The migration happened over a high-speed link in the shared datacenters where Nirvanix housed its gear, or via physical media to a new OpenStack Swift-based infrastructure. Even better, Steve and his team worked with all the major cloud gateway vendors to allow users to use the new infrastructure without reloading their appliances' disk caches.

Lessons Learned

The primary lesson to learn is that you, as your organization's data custodian, can outsource the actual data to a cloud provider. But you, not the cloud provider, are ultimately responsible for your organization's data.

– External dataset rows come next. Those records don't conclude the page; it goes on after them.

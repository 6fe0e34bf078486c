//! External validator process execution
//!
//! The executor is a trait so the pipeline can be tested against canned
//! transcripts without spawning Java. The real implementation runs the
//! command by argument vector (never through a shell), blocks on the child
//! and hands back its full standard output.

use async_trait::async_trait;
use std::process::Stdio;
use thiserror::Error;
use tracing::{debug, info};

use crate::invoke::ValidatorCommand;

/// The validator process could not be run to completion. Reported as one
/// synthetic Failure status for the whole invocation; the run continues
/// with the next group.
#[derive(Debug, Error)]
pub enum ExecutionError {
    #[error("could not start validator process: {0}")]
    Spawn(String),

    #[error("validator produced no readable output: {0}")]
    Output(String),
}

/// Seam between the pipeline and the external validator
#[async_trait]
pub trait ValidatorExecutor: Send + Sync {
    /// Run one invocation and return its combined standard output
    async fn execute(&self, command: &ValidatorCommand) -> Result<String, ExecutionError>;
}

/// Runs the HL7 Java validator as a child process
pub struct JavaValidatorExecutor;

#[async_trait]
impl ValidatorExecutor for JavaValidatorExecutor {
    async fn execute(&self, command: &ValidatorCommand) -> Result<String, ExecutionError> {
        info!("running validator: {command}");

        let output = tokio::process::Command::new(&command.program)
            .args(&command.args)
            .stdout(Stdio::piped())
            .stderr(Stdio::inherit())
            .output()
            .await
            .map_err(|e| ExecutionError::Spawn(e.to_string()))?;

        // The validator signals per-instance failures through its output,
        // not its exit code; a non-zero status alone is not an error here.
        debug!(status = %output.status, "validator finished");

        String::from_utf8(output.stdout).map_err(|e| ExecutionError::Output(e.to_string()))
    }
}
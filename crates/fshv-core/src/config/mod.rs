//! Configuration loading
//!
//! Two files drive a validation run: the project's `sushi-config.yaml`
//! (the compiler's own configuration, read for identity and FHIR version)
//! and the optional `.fsh-validator.yml` with exclusion sets.

mod exclusions;
mod sushi;

pub use exclusions::ExclusionsConfig;
pub use sushi::SushiConfig;
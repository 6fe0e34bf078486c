//! The validation pipeline
//!
//! Single-pass, strictly sequential orchestration: index the generated
//! artifacts, apply instance workarounds, scan the FSH sources, check
//! instance availability, filter exclusions, run one validator invocation
//! per profile group and merge all statuses into the final report.

use std::path::{Path, PathBuf};

use tracing::info;

use crate::artifact::postprocess::{apply_postprocessors, default_postprocessors};
use crate::artifact::ArtifactIndex;
use crate::error::FshvError;
use crate::exclude::ExclusionFilter;
use crate::executor::ValidatorExecutor;
use crate::invoke::{group_by_profile, InvocationBuilder, InvocationPlan, PlannedInstance};
use crate::output_parser::parse_transcript;
use crate::report::{merge_results, StatusSink, ValidationStatus};
use crate::result::Result;
use crate::scanner::{profiles_without_instance, scan_declarations};

/// Options for one validation run
#[derive(Debug, Clone)]
pub struct PipelineOptions {
    /// Path to the validator jar
    pub validator_jar: PathBuf,
    /// FHIR version passed to the validator
    pub fhir_version: String,
}

/// Validate the instances declared in the given FSH files against the
/// generated artifacts in `generated_dir`.
///
/// Returns every per-instance status, synthetic or parsed, in
/// file-then-instance-then-invocation order. The caller decides the run
/// verdict with [`crate::report::run_failed`].
pub async fn validate_files(
    generated_dir: &Path,
    fsh_files: &[PathBuf],
    options: &PipelineOptions,
    filter: &ExclusionFilter,
    executor: &dyn ValidatorExecutor,
    sink: &dyn StatusSink,
) -> Result<Vec<ValidationStatus>> {
    let index = ArtifactIndex::build(generated_dir)?;

    // Instance files must be patched before any invocation reads them.
    apply_postprocessors(&index, &default_postprocessors())?;

    let abstract_ids = index.abstract_profile_ids();

    let mut availability_failures: Vec<ValidationStatus> = Vec::new();
    let mut exclusion_warnings: Vec<ValidationStatus> = Vec::new();
    let mut planned: Vec<PlannedInstance> = Vec::new();

    for file in fsh_files {
        if !file.exists() {
            return Err(FshvError::file_not_found(file));
        }
        let source =
            std::fs::read_to_string(file).map_err(|e| FshvError::io_error(file, e))?;

        let (profiles, instances) = scan_declarations(&source);
        info!(
            profiles = profiles.len(),
            instances = instances.len(),
            "processing {}",
            file.display()
        );

        let missing = profiles_without_instance(&profiles, &instances, &abstract_ids);
        if !missing.is_empty() {
            // A file with uninstantiated profiles contributes only the
            // availability failures; none of its instances are validated.
            for profile in missing {
                let status = ValidationStatus::failure(
                    vec![format!("No instances defined for profile {profile}")],
                    profile.clone(),
                );
                sink.heading(&format!("Profile {profile}"));
                sink.status(&status);
                availability_failures.push(status);
            }
            continue;
        }

        for declaration in &instances {
            let record = index.instances.get(&declaration.name).ok_or_else(|| {
                FshvError::MissingInstance {
                    instance: declaration.name.clone(),
                    file: file.clone(),
                }
            })?;

            if let Some(status) = filter.skip_status(declaration, record) {
                sink.heading(&format!("Profile {}", status.profile));
                sink.status(&status);
                exclusion_warnings.push(status);
            } else {
                planned.push(PlannedInstance::new(declaration, record));
            }
        }
    }

    let builder = InvocationBuilder::new(&index, &options.validator_jar, &options.fhir_version);
    let plans = builder.plan(group_by_profile(planned))?;

    let mut invocation_results: Vec<ValidationStatus> = Vec::new();
    for plan in &plans {
        match &plan.profile {
            Some(profile) => {
                sink.heading(&format!("Validating instances against profile {profile}"))
            }
            None => sink.heading("Validating instances against all profiles"),
        }
        invocation_results.extend(run_invocation(plan, executor, sink).await?);
    }

    Ok(merge_results(
        availability_failures,
        exclusion_warnings,
        invocation_results,
    ))
}

/// Run one invocation, parse its output and enrich the parsed statuses
/// with the instance and profile names they belong to.
async fn run_invocation(
    plan: &InvocationPlan,
    executor: &dyn ValidatorExecutor,
    sink: &dyn StatusSink,
) -> Result<Vec<ValidationStatus>> {
    let group_profile = plan.profile.clone().unwrap_or_default();

    let output = match executor.execute(&plan.command).await {
        Ok(output) => output,
        Err(e) => {
            // Process-execution failure: one synthetic status for the
            // whole invocation, the run continues with the next group.
            let status = ValidationStatus::failure(vec![e.to_string()], group_profile);
            sink.status(&status);
            return Ok(vec![status]);
        }
    };

    let mut statuses = match parse_transcript(&output) {
        Ok(statuses) => statuses,
        Err(e) => {
            // Output-parsing failure: keep the raw text for diagnosis.
            let mut status = ValidationStatus::failure(
                vec![format!("Error during validator execution: {}", e.message)],
                group_profile,
            );
            status.output = Some(e.raw);
            sink.status(&status);
            return Ok(vec![status]);
        }
    };

    if statuses.len() != plan.instances.len() {
        return Err(FshvError::internal_error(format!(
            "validator reported {} instances, expected {}",
            statuses.len(),
            plan.instances.len()
        )));
    }

    for (status, instance) in statuses.iter_mut().zip(&plan.instances) {
        if status.instance_filename.as_deref() != Some(instance.filename.as_path()) {
            return Err(FshvError::internal_error(format!(
                "status and instance filename do not match: {:?} vs {}",
                status.instance_filename,
                instance.filename.display()
            )));
        }
        status.instance = instance.name.clone();
        status.profile = instance.profile.clone();
        sink.subheading(&format!("Instance {}", status.instance));
        sink.status(status);
    }

    Ok(statuses)
}
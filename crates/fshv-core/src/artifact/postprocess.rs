//! Post-processing of generated instance files before validation
//!
//! Upstream code-generator defects are patched here as pluggable steps over
//! the indexed instances. Each step rewrites the instance file in place and
//! must be idempotent: the pipeline applies all steps exactly once, before
//! any validator invocation reads the files.

use std::path::Path;

use serde_json::Value;
use tracing::warn;

use crate::artifact::{ArtifactIndex, InstanceRecord};
use crate::error::FshvError;
use crate::result::Result;

/// One in-place fix over a generated instance file
pub trait InstancePostprocessor {
    /// Short name for logging
    fn name(&self) -> &'static str;

    /// Apply the fix to the instance's file on disk
    fn apply(&self, instance: &InstanceRecord) -> Result<()>;
}

/// Apply all postprocessors to every indexed instance
pub fn apply_postprocessors(
    index: &ArtifactIndex,
    postprocessors: &[Box<dyn InstancePostprocessor>],
) -> Result<()> {
    for instance in index.instances.values() {
        for postprocessor in postprocessors {
            postprocessor.apply(instance)?;
        }
    }
    Ok(())
}

/// The default set of workarounds for known upstream defects
pub fn default_postprocessors() -> Vec<Box<dyn InstancePostprocessor>> {
    vec![Box::new(DuplicateObiCodingFix)]
}

const V2_0203_SYSTEM: &str = "http://terminology.hl7.org/CodeSystem/v2-0203";
const OBI_CODE: &str = "OBI";

/// Remove duplicate `v2-0203#OBI` identifier type codings.
///
/// SUSHI v2.1.1 emits the `identifier.type` coding for
/// `http://terminology.hl7.org/CodeSystem/v2-0203#OBI` twice on instances of
/// the MII laboratory observation profile, although the element has
/// cardinality 1, so the validator rejects the instance. Surplus codings are
/// removed until exactly one remains.
pub struct DuplicateObiCodingFix;

impl DuplicateObiCodingFix {
    fn dedup(&self, file: &Path) -> Result<bool> {
        let content = std::fs::read_to_string(file).map_err(|e| FshvError::io_error(file, e))?;
        let mut json: Value = serde_json::from_str(&content)
            .map_err(|e| FshvError::artifact_error(file, format!("invalid JSON: {e}")))?;

        let Some(identifiers) = json.get_mut("identifier").and_then(Value::as_array_mut) else {
            return Ok(false);
        };

        let mut changed = false;
        for identifier in identifiers {
            let Some(codings) = identifier
                .pointer_mut("/type/coding")
                .and_then(Value::as_array_mut)
            else {
                continue;
            };

            while count_obi_codings(codings) > 1 {
                let position = codings.iter().position(is_obi_coding);
                if let Some(position) = position {
                    codings.remove(position);
                    changed = true;
                }
            }
        }

        if changed {
            warn!("found multiple OBI codes in {}, removing", file.display());
            let output = serde_json::to_string_pretty(&json)
                .map_err(|e| FshvError::artifact_error(file, format!("serialization: {e}")))?;
            std::fs::write(file, output).map_err(|e| FshvError::io_error(file, e))?;
        }

        Ok(changed)
    }
}

impl InstancePostprocessor for DuplicateObiCodingFix {
    fn name(&self) -> &'static str {
        "duplicate-obi-coding"
    }

    fn apply(&self, instance: &InstanceRecord) -> Result<()> {
        self.dedup(&instance.filename)?;
        Ok(())
    }
}

fn is_obi_coding(coding: &Value) -> bool {
    coding.get("system").and_then(Value::as_str) == Some(V2_0203_SYSTEM)
        && coding.get("code").and_then(Value::as_str) == Some(OBI_CODE)
}

fn count_obi_codings(codings: &[Value]) -> usize {
    codings.iter().filter(|c| is_obi_coding(c)).count()
}
//! Console reporting for validation runs

use colored::Colorize;

use fshv_core::{StatusSink, ValidationOutcome, ValidationStatus, boxed};

/// Prints pipeline progress and results to stdout
pub struct ConsoleSink;

impl ConsoleSink {
    /// Print the final run verdict
    pub fn verdict(&self, passed: bool) {
        if passed {
            println!("{}", boxed("Validation successful!", '=').green());
        } else {
            println!("{}", boxed("Validation failed", '=').red());
        }
    }
}

impl StatusSink for ConsoleSink {
    fn heading(&self, text: &str) {
        println!("{}", boxed(text, '='));
    }

    fn subheading(&self, text: &str) {
        println!("{}", boxed(text, '-'));
    }

    fn status(&self, status: &ValidationStatus) {
        match &status.output {
            Some(raw) => println!("{raw}"),
            None => {
                for line in &status.errors {
                    println!("  {}", line.red());
                }
                for line in &status.warnings {
                    println!("  {}", line.yellow());
                }
            }
        }

        let summary = status.summary();
        let summary = match status.outcome {
            ValidationOutcome::Failure => summary.red(),
            ValidationOutcome::Warning | ValidationOutcome::NotRun => summary.yellow(),
            ValidationOutcome::Success => summary.green(),
        };
        println!("{summary}");
    }
}
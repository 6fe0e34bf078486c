//! Minimal SUSHI configuration reader (sushi-config.yaml)
//!
//! Only the subset the validation pipeline needs is modeled; unknown keys
//! are ignored. `fhirVersion` accepts a scalar or a sequence, as SUSHI does.

use serde::{Deserialize, Deserializer};
use std::path::Path;

use crate::error::FshvError;
use crate::result::Result;

pub const SUSHI_CONFIG_FILENAME: &str = "sushi-config.yaml";

/// The validation-relevant subset of sushi-config.yaml
#[derive(Debug, Clone, Deserialize)]
#[serde(rename_all = "camelCase")]
pub struct SushiConfig {
    /// Implementation guide id
    pub id: Option<String>,
    pub name: Option<String>,
    pub version: Option<String>,
    pub canonical: Option<String>,
    /// FHIR version(s) - can be single string or array
    #[serde(deserialize_with = "deserialize_fhir_version")]
    pub fhir_version: Vec<String>,
}

impl SushiConfig {
    /// Load the configuration from a project base path
    pub fn load(base_path: &Path) -> Result<Self> {
        let path = base_path.join(SUSHI_CONFIG_FILENAME);
        if !path.exists() {
            return Err(FshvError::config_error(format!(
                "Could not find {}",
                path.display()
            )));
        }

        let content = std::fs::read_to_string(&path).map_err(|e| FshvError::io_error(&path, e))?;
        serde_yaml::from_str(&content).map_err(|e| {
            FshvError::config_error(format!("Failed to parse {}: {e}", path.display()))
        })
    }

    /// The FHIR version passed to the validator's `-version` argument
    pub fn primary_fhir_version(&self) -> Result<&str> {
        self.fhir_version
            .first()
            .map(String::as_str)
            .ok_or_else(|| FshvError::config_error("sushi-config.yaml declares no fhirVersion"))
    }
}

fn deserialize_fhir_version<'de, D>(deserializer: D) -> std::result::Result<Vec<String>, D::Error>
where
    D: Deserializer<'de>,
{
    #[derive(Deserialize)]
    #[serde(untagged)]
    enum OneOrMany {
        One(String),
        Many(Vec<String>),
    }

    Ok(match OneOrMany::deserialize(deserializer)? {
        OneOrMany::One(version) => vec![version],
        OneOrMany::Many(versions) => versions,
    })
}
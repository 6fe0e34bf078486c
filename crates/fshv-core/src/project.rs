//! SUSHI project layout discovery
//!
//! SUSHI projects keep their FSH sources under `input/fsh/` and their
//! compiled resources under `fsh-generated/resources/`. Validation can be
//! started from the project base, from the input directory or from a single
//! FSH file; this module locates the base path from any of them.

use std::path::{Component, Path, PathBuf};

use walkdir::WalkDir;

use crate::error::FshvError;
use crate::result::Result;

/// Resolved layout of one SUSHI project
#[derive(Debug, Clone, PartialEq, Eq)]
pub struct ProjectLayout {
    base: PathBuf,
}

impl ProjectLayout {
    /// Locate the project base path (the directory containing `input/fsh/`)
    /// from a file or directory anywhere inside the project.
    pub fn discover(path: &Path) -> Result<Self> {
        if !path.exists() {
            return Err(FshvError::file_not_found(path));
        }

        let path = absolute(path)?;

        if path.join("input").join("fsh").is_dir() {
            return Ok(Self { base: path });
        }

        if path.file_name().is_some_and(|name| name == "input") && path.join("fsh").is_dir() {
            let base = path.parent().unwrap_or(&path).to_path_buf();
            return Ok(Self { base });
        }

        // Somewhere below input/fsh/: cut the path at the input/fsh pair.
        let components: Vec<Component> = path.components().collect();
        for i in 0..components.len().saturating_sub(1) {
            if components[i].as_os_str() == "input" && components[i + 1].as_os_str() == "fsh" {
                let base: PathBuf = components[..i].iter().collect();
                return Ok(Self { base });
            }
        }

        Err(FshvError::config_error(format!(
            "Could not find fsh input path (input/fsh/) in \"{}\"",
            path.display()
        )))
    }

    /// Discover the shared base path of several FSH files. All files must
    /// belong to the same project.
    pub fn from_files(files: &[PathBuf]) -> Result<Self> {
        let mut layouts = files.iter().map(|f| Self::discover(f));

        let first = layouts.next().ok_or_else(|| {
            FshvError::config_error("no FSH files given".to_string())
        })??;

        for layout in layouts {
            if layout? != first {
                return Err(FshvError::config_error(
                    "Found multiple base paths for fsh project, expecting exactly one".to_string(),
                ));
            }
        }

        Ok(first)
    }

    pub fn base(&self) -> &Path {
        &self.base
    }

    /// Directory holding the FSH sources
    pub fn fsh_input(&self) -> PathBuf {
        self.base.join("input").join("fsh")
    }

    /// Directory holding the compiler-generated resources
    pub fn generated_resources(&self) -> PathBuf {
        self.base.join("fsh-generated").join("resources")
    }

    /// Recursively collect all `*.fsh` files under `input/fsh/<subdir>`,
    /// sorted by path for reproducible run order.
    pub fn discover_fsh_files(&self, subdir: &str) -> Result<Vec<PathBuf>> {
        let root = self.fsh_input().join(subdir);
        if !root.exists() {
            return Err(FshvError::file_not_found(root));
        }

        let mut files: Vec<PathBuf> = WalkDir::new(&root)
            .into_iter()
            .filter_map(|entry| entry.ok())
            .filter(|entry| entry.file_type().is_file())
            .map(|entry| entry.into_path())
            .filter(|path| path.extension().is_some_and(|ext| ext == "fsh"))
            .collect();
        files.sort();

        Ok(files)
    }
}

fn absolute(path: &Path) -> Result<PathBuf> {
    if path.is_absolute() {
        Ok(path.to_path_buf())
    } else {
        let cwd = std::env::current_dir().map_err(|e| FshvError::io_error(path, e))?;
        Ok(cwd.join(path))
    }
}
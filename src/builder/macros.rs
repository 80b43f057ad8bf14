//! Macros for ergonomic configuration construction.

/// Declare a [`Configuration`](crate::core::Configuration) inline.
///
/// State and event names are identifiers and become their own string ids.
/// States appear in the configuration in the order they are written. A
/// state written twice keeps its last definition.
///
/// # Example
///
/// ```
/// use rewind::fsm_config;
///
/// let config = fsm_config! {
///     initial: idle,
///     idle { run => running },
///     running { stop => idle, pause => paused },
///     paused { run => running },
/// };
///
/// assert_eq!(config.initial, "idle");
/// assert_eq!(config.target("running", "pause").unwrap(), "paused");
/// ```
#[macro_export]
macro_rules! fsm_config {
    (
        initial: $initial:ident
        $(,
            $state:ident { $($event:ident => $target:ident),* $(,)? }
        )* $(,)?
    ) => {
        $crate::core::Configuration::new(stringify!($initial))
        $(
            .with_state(
                stringify!($state),
                $crate::core::StateDefinition::new()
                $(
                    .with_transition(stringify!($event), stringify!($target))
                )*,
            )
        )*
    };
}
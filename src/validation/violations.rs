//! Configuration violations.

use crate::core::{EventId, StateId};
use thiserror::Error;

/// Problems found when validating a configuration
#[derive(Debug, Clone, Error, PartialEq)]
pub enum ConfigViolation {
    #[error("Initial state '{initial}' is not defined")]
    UnknownInitialState { initial: StateId },

    #[error("Transition '{event}' from '{state}' targets undefined state '{target}'")]
    UnknownTarget {
        state: StateId,
        event: EventId,
        target: StateId,
    },

    #[error("Configuration defines no states")]
    NoStates,

    #[error("State '{state}' cannot be reached from the initial state")]
    UnreachableState { state: StateId },

    #[error("Custom check failed: {message}")]
    CustomCheckFailed { message: String },
}
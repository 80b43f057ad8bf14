//! Core data model of the state machine.
//!
//! This module contains the plain data the engine works on:
//! - State and event identifiers
//! - The declarative `Configuration` of states and transitions
//! - The linear undo/redo `History`
//!
//! Nothing here knows about a running machine; see [`crate::machine`].

mod config;
mod error;
mod history;
mod ids;

pub use config::{Configuration, StateDefinition};
pub use error::ConfigError;
pub use history::{History, HistoryEntry, HistoryError};
pub use ids::{EventId, StateId};
//! Builder API for ergonomic configuration construction.
//!
//! This module provides fluent builders and a macro for creating
//! configurations with minimal boilerplate. Builders catch structural
//! mistakes (missing initial state, duplicate states or events); use
//! [`crate::validation`] to check that the graph itself is sound.

pub mod config;
pub mod error;
pub mod macros;
pub mod state;

pub use config::ConfigurationBuilder;
pub use error::BuildError;
pub use state::StateBuilder;

use crate::core::{Configuration, EventId, StateDefinition, StateId};

/// Create a configuration where a single event steps through `states` in
/// order and wraps around from the last state to the first.
///
/// The first state is the initial state. An empty list gives a
/// configuration with no states.
///
/// # Example
///
/// ```
/// use rewind::builder::cycle;
///
/// let config = cycle("next", ["red", "green", "yellow"]);
///
/// assert_eq!(config.initial, "red");
/// assert_eq!(config.target("yellow", "next").unwrap(), "red");
/// ```
pub fn cycle<I, S>(event: impl Into<EventId>, states: I) -> Configuration
where
    I: IntoIterator<Item = S>,
    S: Into<StateId>,
{
    let event = event.into();
    let ids: Vec<StateId> = states.into_iter().map(Into::into).collect();

    let Some(first) = ids.first() else {
        return Configuration::new("");
    };

    let mut config = Configuration::new(first.clone());
    for (position, id) in ids.iter().enumerate() {
        let next = &ids[(position + 1) % ids.len()];
        config = config.with_state(
            id.clone(),
            StateDefinition::new().with_transition(event.clone(), next.clone()),
        );
    }
    config
}

#[cfg(test)]
mod tests {
    use super::*;
    use crate::machine::StateMachine;

    #[test]
    fn cycle_wraps_around() {
        let config = cycle("tick", ["a", "b", "c"]);
        let mut machine = StateMachine::new(config);

        for expected in ["b", "c", "a", "b"] {
            machine.trigger("tick").unwrap();
            assert_eq!(machine.state(), expected);
        }
    }

    #[test]
    fn single_state_cycle_loops_on_itself() {
        let config = cycle("again", ["only"]);
        assert_eq!(config.target("only", "again").unwrap(), "only");
    }

    #[test]
    fn empty_cycle_has_no_states() {
        let config = cycle("tick", Vec::<&str>::new());
        assert!(config.states.is_empty());
        assert!(config.validate().is_err());
    }
}
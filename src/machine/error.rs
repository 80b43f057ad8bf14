//! Errors raised by state machine operations.

use crate::core::{EventId, StateId};
use thiserror::Error;

/// Errors that can occur when moving the machine between states.
///
/// Every failing operation leaves the machine exactly as it was.
#[derive(Debug, Clone, PartialEq, Eq, Error)]
pub enum MachineError {
    /// `change_state` was asked to enter a state the configuration does not define
    #[error("State '{state}' is not defined in the configuration")]
    InvalidState { state: StateId },

    /// `trigger` fired an event the current state has no transition for
    #[error("No transition for event '{event}' from state '{from}'")]
    InvalidTransition { event: EventId, from: StateId },
}
//! Builder for a single state and its transitions.

use crate::builder::error::BuildError;
use crate::core::{EventId, StateDefinition, StateId};

/// Builder for one state's transition table.
pub struct StateBuilder {
    id: StateId,
    transitions: Vec<(EventId, StateId)>,
}

impl StateBuilder {
    /// Start describing the state `id`.
    pub fn new(id: impl Into<StateId>) -> Self {
        Self {
            id: id.into(),
            transitions: Vec::new(),
        }
    }

    /// Move to `target` when `event` fires in this state.
    pub fn on(mut self, event: impl Into<EventId>, target: impl Into<StateId>) -> Self {
        self.transitions.push((event.into(), target.into()));
        self
    }

    /// Build the state. Fails if an event was given two targets.
    pub fn build(self) -> Result<(StateId, StateDefinition), BuildError> {
        let mut definition = StateDefinition::new();
        for (event, target) in self.transitions {
            if definition.handles(event.as_str()) {
                return Err(BuildError::DuplicateTransition {
                    state: self.id,
                    event,
                });
            }
            definition.transitions.insert(event, target);
        }
        Ok((self.id, definition))
    }
}

#[cfg(test)]
mod tests {
    use super::*;

    #[test]
    fn builds_transition_table_in_order() {
        let (id, definition) = StateBuilder::new("running")
            .on("stop", "idle")
            .on("pause", "paused")
            .build()
            .unwrap();

        assert_eq!(id, "running");
        let events: Vec<&str> = definition.transitions.keys().map(|e| e.as_str()).collect();
        assert_eq!(events, vec!["stop", "pause"]);
        assert_eq!(definition.target("pause").unwrap(), "paused");
    }

    #[test]
    fn state_without_transitions_builds() {
        let (_, definition) = StateBuilder::new("done").build().unwrap();
        assert!(definition.transitions.is_empty());
    }

    #[test]
    fn duplicate_event_is_rejected() {
        let result = StateBuilder::new("idle")
            .on("run", "running")
            .on("run", "sprinting")
            .build();

        assert_eq!(
            result.unwrap_err(),
            BuildError::DuplicateTransition {
                state: StateId::from("idle"),
                event: EventId::from("run"),
            }
        );
    }
}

Sure you can have a contract that commits the provider to all sorts of SLAs, but that contract isn't worth the paper it's written on if the provider goes belly up.

All a contract does is give you the grounds to sue the other party if they don't meet their obligations. When the other party can't meet their obligations and has no money to sue for, the contract is worthless.

Another lesson is that it may be safest to store your data with the big boys. Google, Amazon, Microsoft and even telco-affiliated cloud providers like Savvis and Terremark have other businesses to not only support their cloud storage offerings, but also provide the resources to make your SLAs actually enforceable.

Vendors that close down individual services have to protect their reputations for their other offerings, and have historically provided enough wind-down time to avoid the mad scramble Nirvanix customers are only now recovering from.

Whether you store your data with a big boy or a startup, the final lesson is to keep an emergency backup copy of all your data under your control. This is where tape can play a role. For example, some vendors combine a tape system with an S3-like API. Applications, or gateways, could send a second copy to tape as they write data to the cloud.

It's never fun to have an important partner disappear. If you plan ahead you can make an event like the Nirvanix collapse an annoyance rather than a business-disrupting (or career-ending) saga.